Dataset excerpts
..............................

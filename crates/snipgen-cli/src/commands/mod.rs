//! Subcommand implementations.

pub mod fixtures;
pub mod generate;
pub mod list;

..............................

Retype each line above exactly as written.

filename crates/snipgen-cli/src/commands/mod.rs
//! Subcommand implementations.

pub mod fixtures;
pub mod generate;
pub mod list;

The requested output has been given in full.